I don’t want to read all the text using OCR as this is cumbersome for an entire table and it can be unreliable at times also.

I also don’t want to resort to the “Get all text on web page” action because this does not get the contents in a format that is easily relatable to the structure of the table (e.g. it comes back with every table cell in a new line).

I can use “Find elements by tag in browser” to get an element returned (in this particular case there is only one table on the page). But from there I can’t figure out how to make use of that to extract what I need.

The value returned from the “Find elements by tag in browser” action is a list something like this:

[<selenium.webdriver.remote.webelement.WebElement (session=“f957e8979303469d6e3911430a48ab9d”, element=“6FCEB2BAF7941B384467003E96BAEAFA_element_8736”)>]

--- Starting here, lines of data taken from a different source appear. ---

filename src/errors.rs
use crate::services::{ingest_service::IngestError, retrieve_service::RetrieveError};
use axum::{
    Json,
    http::{HeaderMap, HeaderValue, StatusCode, header},
    response::{IntoResponse, Response},
};
use serde::Serialize;
use std::fmt;

/// A lightweight wrapper for request errors that keeps the message local.
///
/// Renders as JSON `{message, code}` by default, or as a bare text body
/// for the plain-text responses (403, 416).
#[derive(Debug)]
pub struct AppError {
    pub status: StatusCode,
    pub message: String,
    pub code: Option<String>,
    pub plain_text: bool,
    pub headers: HeaderMap,
}

#[derive(Serialize)]
struct ErrorBody<'a> {
    message: &'a str,
    #[serde(skip_serializing_if = "Option::is_none")]
    code: Option<&'a str>,
}

impl AppError {
    /// Create a new AppError with a specific status and message.
    pub fn new(status: StatusCode, msg: impl Into<String>) -> Self {
        Self {
            status,
            message: msg.into(),
            code: None,
            plain_text: false,
            headers: HeaderMap::new(),
        }
    }

    /// Shortcut for a 400 Bad Request
    pub fn bad_request(msg: impl Into<String>) -> Self {
        Self::new(StatusCode::BAD_REQUEST, msg)
    }

    /// Shortcut for a 500 carrying the store's own error code
    pub fn store(msg: impl Into<String>, code: impl Into<String>) -> Self {
        Self::new(StatusCode::INTERNAL_SERVER_ERROR, msg).with_code(code)
    }

    /// Plain-text response body instead of JSON.
    pub fn plain(status: StatusCode, msg: impl Into<String>) -> Self {
        Self {
            plain_text: true,
            ..Self::new(status, msg)
        }
    }

    pub fn with_code(mut self, code: impl Into<String>) -> Self {
        self.code = Some(code.into());
        self
    }

    pub fn with_header(mut self, name: header::HeaderName, value: HeaderValue) -> Self {
        self.headers.insert(name, value);
        self
    }
}

impl fmt::Display for AppError {
    fn fmt(&self, f: &mut fmt::Formatter<'_>) -> fmt::Result {
        write!(f, "{}", self.message)
    }
}

impl std::error::Error for AppError {}

impl IntoResponse for AppError {
    fn into_response(self) -> Response {
        let mut response = if self.plain_text {
            (self.status, self.message).into_response()
        } else {
            let body = ErrorBody {
                message: &self.message,
                code: self.code.as_deref(),
            };
            (self.status, Json(body)).into_response()
        };
        response.headers_mut().extend(self.headers);
        response
    }
}

impl From<IngestError> for AppError {
    fn from(err: IngestError) -> Self {
        match err {
            IngestError::NoPayload => AppError::bad_request(err.to_string()),
            IngestError::StoreWriteFailed { message, code } => AppError::store(message, code),
        }
    }
}

impl From<RetrieveError> for AppError {
    fn from(err: RetrieveError) -> Self {
        match err {
            RetrieveError::NotFound { message, code } => AppError::store(message, code),
            RetrieveError::RangeRequired => {
                AppError::plain(StatusCode::RANGE_NOT_SATISFIABLE, err.to_string())
            }
            RetrieveError::RangeNotSatisfiable { size } => {
                let unsatisfied = HeaderValue::from_str(&format!("bytes */{}", size))
                    .unwrap_or_else(|_| HeaderValue::from_static("bytes */*"));
                AppError::plain(StatusCode::RANGE_NOT_SATISFIABLE, err.to_string())
                    .with_header(header::CONTENT_RANGE, unsatisfied)
            }
        }
    }
}

#[cfg(test)]
mod tests {
    use super::*;
    use http_body_util::BodyExt;

    async fn body_text(response: Response) -> String {
        let bytes = response.into_body().collect().await.unwrap().to_bytes();
        String::from_utf8(bytes.to_vec()).unwrap()
    }

    #[tokio::test]
    async fn store_errors_render_message_and_code() {
        let response = AppError::from(RetrieveError::NotFound {
            message: "object `k` not found".into(),
            code: "NotFound".into(),
        })
        .into_response();

        assert_eq!(response.status(), StatusCode::INTERNAL_SERVER_ERROR);
        let body: serde_json::Value = serde_json::from_str(&body_text(response).await).unwrap();
        assert_eq!(body["message"], "object `k` not found");
        assert_eq!(body["code"], "NotFound");
    }

    #[tokio::test]
    async fn no_payload_has_no_code() {
        let response = AppError::from(IngestError::NoPayload).into_response();

        assert_eq!(response.status(), StatusCode::BAD_REQUEST);
        let body: serde_json::Value = serde_json::from_str(&body_text(response).await).unwrap();
        assert_eq!(body, serde_json::json!({ "message": "No file uploaded" }));
    }

    #[tokio::test]
    async fn unsatisfiable_range_is_plain_text_with_size() {
        let response = AppError::from(RetrieveError::RangeNotSatisfiable { size: 10 }).into_response();

        assert_eq!(response.status(), StatusCode::RANGE_NOT_SATISFIABLE);
        assert_eq!(response.headers()[header::CONTENT_RANGE], "bytes */10");
        assert!(
            response.headers()[header::CONTENT_TYPE]
                .to_str()
                .unwrap()
                .starts_with("text/plain")
        );
        assert_eq!(body_text(response).await, "Range not satisfiable");
    }
}
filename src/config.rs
use anyhow::{Context, Result, ensure};
use clap::{Parser, ValueEnum};
use std::{env, fmt, str::FromStr};

/// Smallest part size S3 accepts for all but the last multipart part.
const MIN_PART_SIZE_MB: usize = 5;
const MIB: usize = 1024 * 1024;

/// Which object store gateway backs the relay.
#[derive(Debug, Clone, Copy, PartialEq, Eq, ValueEnum)]
pub enum StoreBackend {
    /// S3-compatible endpoint (AWS, MinIO, RustFS, ...).
    S3,
    /// Local directory, for development.
    Fs,
    /// Process memory, lost on exit.
    Memory,
}

impl FromStr for StoreBackend {
    type Err = anyhow::Error;

    fn from_str(value: &str) -> Result<Self> {
        <Self as ValueEnum>::from_str(value, true)
            .map_err(|_| anyhow::anyhow!("unknown store backend `{}`", value))
    }
}

/// Connection settings for the S3 gateway.
#[derive(Clone)]
pub struct S3Settings {
    pub endpoint: Option<String>,
    pub region: String,
    pub bucket: String,
    pub access_key_id: Option<String>,
    pub secret_access_key: Option<String>,
    /// Multipart part size in bytes; payloads above it are uploaded in parts.
    pub part_size: usize,
}

impl fmt::Debug for S3Settings {
    fn fmt(&self, f: &mut fmt::Formatter<'_>) -> fmt::Result {
        f.debug_struct("S3Settings")
            .field("endpoint", &self.endpoint)
            .field("region", &self.region)
            .field("bucket", &self.bucket)
            .field("access_key_id", &self.access_key_id)
            .field(
                "secret_access_key",
                &self.secret_access_key.as_ref().map(|_| "<redacted>"),
            )
            .field("part_size", &self.part_size)
            .finish()
    }
}

/// Centralized application configuration.
/// Combines environment variables and CLI arguments.
#[derive(Debug, Clone)]
pub struct AppConfig {
    pub host: String,
    pub port: u16,
    pub backend: StoreBackend,
    pub storage_dir: String,
    pub s3: S3Settings,
    /// Referer prefix admitted by the access gate.
    pub allowed_referrer: String,
    /// Content type advertised on every ranged response.
    pub playback_content_type: String,
    pub max_upload_bytes: usize,
    /// Chunks buffered between the store read and the client socket.
    pub relay_buffer: usize,
}

/// Command-line + environment configuration.
#[derive(Parser, Debug, Default)]
#[command(author, version, about = "Range-streaming media relay for S3-compatible stores")]
pub struct Args {
    /// Host to bind to (overrides MEDIA_RELAY_HOST)
    #[arg(long)]
    pub host: Option<String>,

    /// Port to bind to (overrides MEDIA_RELAY_PORT)
    #[arg(long)]
    pub port: Option<u16>,

    /// Object store backend (overrides MEDIA_RELAY_BACKEND)
    #[arg(long, value_enum)]
    pub backend: Option<StoreBackend>,

    /// Bucket holding all relayed objects (overrides MEDIA_RELAY_BUCKET)
    #[arg(long)]
    pub bucket: Option<String>,

    /// S3 endpoint URL (overrides AWS_S3_ENDPOINT)
    #[arg(long)]
    pub s3_endpoint: Option<String>,

    /// S3 region (overrides AWS_REGION)
    #[arg(long)]
    pub s3_region: Option<String>,

    /// Directory for the `fs` backend (overrides MEDIA_RELAY_STORAGE_DIR)
    #[arg(long)]
    pub storage_dir: Option<String>,

    /// Referer prefix admitted by the access gate (overrides MEDIA_RELAY_ALLOWED_REFERRER)
    #[arg(long)]
    pub allowed_referrer: Option<String>,

    /// Content type of ranged responses (overrides MEDIA_RELAY_PLAYBACK_CONTENT_TYPE)
    #[arg(long)]
    pub playback_content_type: Option<String>,

    /// Largest accepted upload in MiB (overrides MEDIA_RELAY_MAX_UPLOAD_MB)
    #[arg(long)]
    pub max_upload_mb: Option<usize>,

    /// Multipart part size in MiB, at least 5 (overrides MEDIA_RELAY_PART_SIZE_MB)
    #[arg(long)]
    pub part_size_mb: Option<usize>,

    /// Chunks buffered per streaming response (overrides MEDIA_RELAY_BUFFER_CHUNKS)
    #[arg(long)]
    pub relay_buffer: Option<usize>,
}

impl AppConfig {
    /// Parse environment variables + CLI args into AppConfig.
    pub fn from_env_and_args() -> Result<Self> {
        Self::resolve(Args::parse())
    }

    /// Merge already-parsed CLI args over environment and defaults.
    pub fn resolve(args: Args) -> Result<Self> {
        // --- Environment fallback ---
        let env_host = env::var("MEDIA_RELAY_HOST").unwrap_or_else(|_| "0.0.0.0".into());
        let env_port = env_parse("MEDIA_RELAY_PORT", 3000u16)?;
        let env_backend = env_parse("MEDIA_RELAY_BACKEND", StoreBackend::S3)?;
        let env_bucket =
            env::var("MEDIA_RELAY_BUCKET").unwrap_or_else(|_| "my-development-bucket".into());
        let env_region = env::var("AWS_REGION").unwrap_or_else(|_| "us-east-1".into());
        let env_storage =
            env::var("MEDIA_RELAY_STORAGE_DIR").unwrap_or_else(|_| "./data/objects".into());
        let env_referrer = env::var("MEDIA_RELAY_ALLOWED_REFERRER")
            .unwrap_or_else(|_| "http://localhost:3000".into());
        let env_playback = env::var("MEDIA_RELAY_PLAYBACK_CONTENT_TYPE")
            .unwrap_or_else(|_| "video/mp4".into());
        let env_max_upload = env_parse("MEDIA_RELAY_MAX_UPLOAD_MB", 512usize)?;
        let env_part_size = env_parse("MEDIA_RELAY_PART_SIZE_MB", 8usize)?;
        let env_buffer = env_parse("MEDIA_RELAY_BUFFER_CHUNKS", 8usize)?;

        // --- Merge ---
        let part_size_mb = args.part_size_mb.unwrap_or(env_part_size);
        ensure!(
            part_size_mb >= MIN_PART_SIZE_MB,
            "part size must be at least {} MiB, got {}",
            MIN_PART_SIZE_MB,
            part_size_mb
        );
        let relay_buffer = args.relay_buffer.unwrap_or(env_buffer);
        ensure!(relay_buffer > 0, "relay buffer must hold at least one chunk");

        let cfg = Self {
            host: args.host.unwrap_or(env_host),
            port: args.port.unwrap_or(env_port),
            backend: args.backend.unwrap_or(env_backend),
            storage_dir: args.storage_dir.unwrap_or(env_storage),
            s3: S3Settings {
                endpoint: args.s3_endpoint.or_else(|| env::var("AWS_S3_ENDPOINT").ok()),
                region: args.s3_region.unwrap_or(env_region),
                bucket: args.bucket.unwrap_or(env_bucket),
                access_key_id: env::var("AWS_ACCESS_KEY_ID").ok(),
                secret_access_key: env::var("AWS_SECRET_ACCESS_KEY").ok(),
                part_size: part_size_mb * MIB,
            },
            allowed_referrer: args.allowed_referrer.unwrap_or(env_referrer),
            playback_content_type: args.playback_content_type.unwrap_or(env_playback),
            max_upload_bytes: args.max_upload_mb.unwrap_or(env_max_upload) * MIB,
            relay_buffer,
        };

        Ok(cfg)
    }

    pub fn addr(&self) -> String {
        format!("{}:{}", self.host, self.port)
    }
}

/// Read and parse `key`, falling back to `default` when it is unset.
fn env_parse<T>(key: &str, default: T) -> Result<T>
where
    T: FromStr,
    T::Err: fmt::Display,
{
    match env::var(key) {
        Ok(value) => value
            .parse::<T>()
            .map_err(|err| anyhow::anyhow!("{}", err))
            .with_context(|| format!("parsing {} value `{}`", key, value)),
        Err(env::VarError::NotPresent) => Ok(default),
        Err(err) => Err(err).with_context(|| format!("reading {}", key)),
    }
}
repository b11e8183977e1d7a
//! Object store gateway.
//!
//! Both pipelines talk to durable storage exclusively through the
//! [`ObjectStore`] trait: a whole-object write, a metadata query and a
//! ranged read. One gateway instance is built at startup and shared by
//! every request as an `Arc<dyn ObjectStore>`.

pub mod fs_store;
pub mod memory_store;
pub mod s3_store;

use crate::models::{
    object::{ObjectKey, ObjectStat, PutAck},
    range::ByteRange,
};
use async_trait::async_trait;
use bytes::Bytes;
use futures::Stream;
use std::{io, pin::Pin};
use thiserror::Error;

/// Stream of object bytes, in store order.
pub type ByteStream = Pin<Box<dyn Stream<Item = io::Result<Bytes>> + Send>>;

#[derive(Debug, Error)]
pub enum StoreError {
    #[error("object `{0}` not found")]
    NotFound(String),
    #[error("invalid object key")]
    InvalidKey,
    #[error("{message}")]
    Backend { code: String, message: String },
    #[error(transparent)]
    Io(#[from] io::Error),
}

impl StoreError {
    pub fn backend(code: impl Into<String>, message: impl Into<String>) -> Self {
        Self::Backend {
            code: code.into(),
            message: message.into(),
        }
    }

    /// Stable, store-provided error code passed through to callers.
    pub fn code(&self) -> &str {
        match self {
            StoreError::NotFound(_) => "NotFound",
            StoreError::InvalidKey => "InvalidKey",
            StoreError::Backend { code, .. } => code,
            StoreError::Io(_) => "IoError",
        }
    }
}

pub type StoreResult<T> = Result<T, StoreError>;

/// Observer for write progress. Purely advisory.
pub trait TransferObserver: Send + Sync {
    /// Called with the cumulative number of bytes written so far.
    fn on_progress(&self, transferred: u64, total: u64);
}

pub(crate) fn report_progress(
    observer: Option<&dyn TransferObserver>,
    transferred: u64,
    total: u64,
) {
    if let Some(observer) = observer {
        observer.on_progress(transferred, total);
    }
}

#[async_trait]
pub trait ObjectStore: Send + Sync {
    /// Short backend name used in logs and readiness output.
    fn name(&self) -> &'static str;

    /// Store `payload` under `key`. The object must not become visible to
    /// readers unless the whole write succeeded.
    async fn put(
        &self,
        key: &ObjectKey,
        payload: Bytes,
        content_type: &str,
        progress: Option<&dyn TransferObserver>,
    ) -> StoreResult<PutAck>;

    /// Metadata of an existing object.
    async fn stat(&self, key: &ObjectKey) -> StoreResult<ObjectStat>;

    /// Open a read of the inclusive window `range`.
    async fn get_range(&self, key: &ObjectKey, range: ByteRange) -> StoreResult<ByteStream>;

    /// Cheap reachability probe for readiness checks.
    async fn ready(&self) -> StoreResult<()>;
}
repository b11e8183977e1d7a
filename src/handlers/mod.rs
pub mod health_handlers;
pub mod object_handlers;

I don’t mind getting the HTML of the table - I can strip what I need out of that once I have the text of that HTML.

I tried to use something along the lines of

chrome.find_element_by_id(element_id)
web_element.get_attribute(‘outerHTML’)

but couldn’t figure out how to make that work either. The chrome object doesn’t recognise the find_element_by_id function.

Then stepping back a bit I tried using the “Find element by ID in browser” action just to see if I could use the info originally returned from “Find elements by tag in browser” action to identify the same element, but doesn’t seem to matter how you slice and dice the info returned it doesn’t seem to include the ID value required.

Phew! So, questions:

  1. If you use the actions such as “Find elements by tag in browser”, then what can you actually use the output of that action for, and how?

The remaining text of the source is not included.